Такими же дураками почувствовали себя многие и многие высококультурные люди: война была страшным ударом по интеллигентской вере в прогресс и разум. Но ведь чтобы ощутить трагизм жизни, совсем необязательно предчувствовать какой-то конкретный ужас. С точки зрения человека XX века, Лермонтов жил в идиллическую эпоху, но еще юношей пророчил «России черный год»: трагической натуре всегда найдется, что предчувствовать. Вместе с тем «деятели культуры», и не малое их количество, встретили войну едва ли не восторженно. Томасу Манну, например, казалось, что Германия защищает культуру против цивилизации: «Культура — это вовсе не противоположность варварства… Культура может включать в себя оракулов, магию, человеческие жертвоприношения, оргиастические культы, инквизицию, процессы ведьм… Цивилизация же — это разум, просвещение, смягчение, упрощение, скептицизм, разложение». В этом смысле Германия воплощала в себе Культуру, а западные демократии — скепсис и дряхлость Цивилизации. «Народная», «глубоко порядочная», «торжественная» — это еще не самые высокопарные эпитеты, которые образованнейший гуманист отыскал для «империалистической бойни».
Тяга к некоей «исконности», «первозданности», «почве», «язык грубой примитивной силы» входят в эстетическое обеспечение почти всех фашистских течений.

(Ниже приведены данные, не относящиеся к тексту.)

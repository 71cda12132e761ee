//! Kernel trait definition

use crate::core::SparseVector;

/// Kernel function trait
///
/// A kernel maps a pair of input rows to a similarity value. Relevance vector
/// regression does not require Mercer kernels, so any symmetric similarity
/// can be plugged in.
pub trait Kernel: Send + Sync {
    /// Compute kernel value K(x, y)
    fn compute(&self, x: &SparseVector, y: &SparseVector) -> f64;

    /// Optional: compute kernel value using precomputed squared norms
    /// This can be more efficient for some kernels (e.g., RBF)
    fn compute_with_norms(
        &self,
        x: &SparseVector,
        y: &SparseVector,
        x_norm_sq: f64,
        y_norm_sq: f64,
    ) -> f64 {
        let _ = (x_norm_sq, y_norm_sq);
        self.compute(x, y)
    }
}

Но эта же тяга способна рождать таких великолепных художников, как, например, Эмиль Нольде, — «это почвенно-земное начало», как выразился о нем другой знаменитый художник Пауль Клее.
Если судить по портрету его жены Ады, «Весна в комнате», Нольде мог бы существовать вполне благополучно как эпигон импрессионизма, но влечение к искусству Египта, Ассирии, Африки и Океании (а впоследствии к старшим современникам: Ван Гогу, Гогену, Мунку) превратило его в истинно оригинального художника. Сын крестьянина из глухой деревушки, Нольде клеймил растленный город не хуже Василия Белова: «Тут воняет духами, у них вода в мозгах, они живут, пожираемые бациллами, без стыда, как суки». С другой стороны — «материал, краски были для меня как любовь и дружба; и то и другое жаждет принять самую красивую форму».
После этого в его картинах ночной жизни города начинаешь невольно ощущать борьбу авторского отвращения и «желания красок принять самую красивую форму». Скажем, «Ночное кафе». Продольные пастозные мазки делают старой и морщинистой напряженно вытянутую шею ночной дамы при мертво отвисших уголках жирно и неряшливо намазанных губ, бюст вытекает из декольте; но как сияет эта дряблая кожа, только ночной электрический свет может сделать ее такой ослепительной. А как пламенеют вульгарно окрашенные рыжие волосы! «Цвета — это мои ноты, при посредстве которых я образую звуки и аккорды, сочетающиеся или контрастирующие друг с другом». Звуки и аккорды нельзя пересказать — можно только всматриваться, пока не захватит дух от восхищения или не защемит сердце от сладкой боли. А житейская ситуация каждому откроется своя. Один разглядит в картине одиночество усталой немолодой женщины, все еще пытающейся высоко держать голову, хотя бравый хахаль с физиономией кота ухмыляется ей чуть ли не в лицо; другой увидит отвратительную жабу, покупающую любовь молодого наглеца; третий — наглеца, приценивающегося к старой жабе… Ассоциаций будет столько же, сколько зрителей, но каждый отойдет от картины с чувством: боже, как прекрасен и как ужасен наш мир!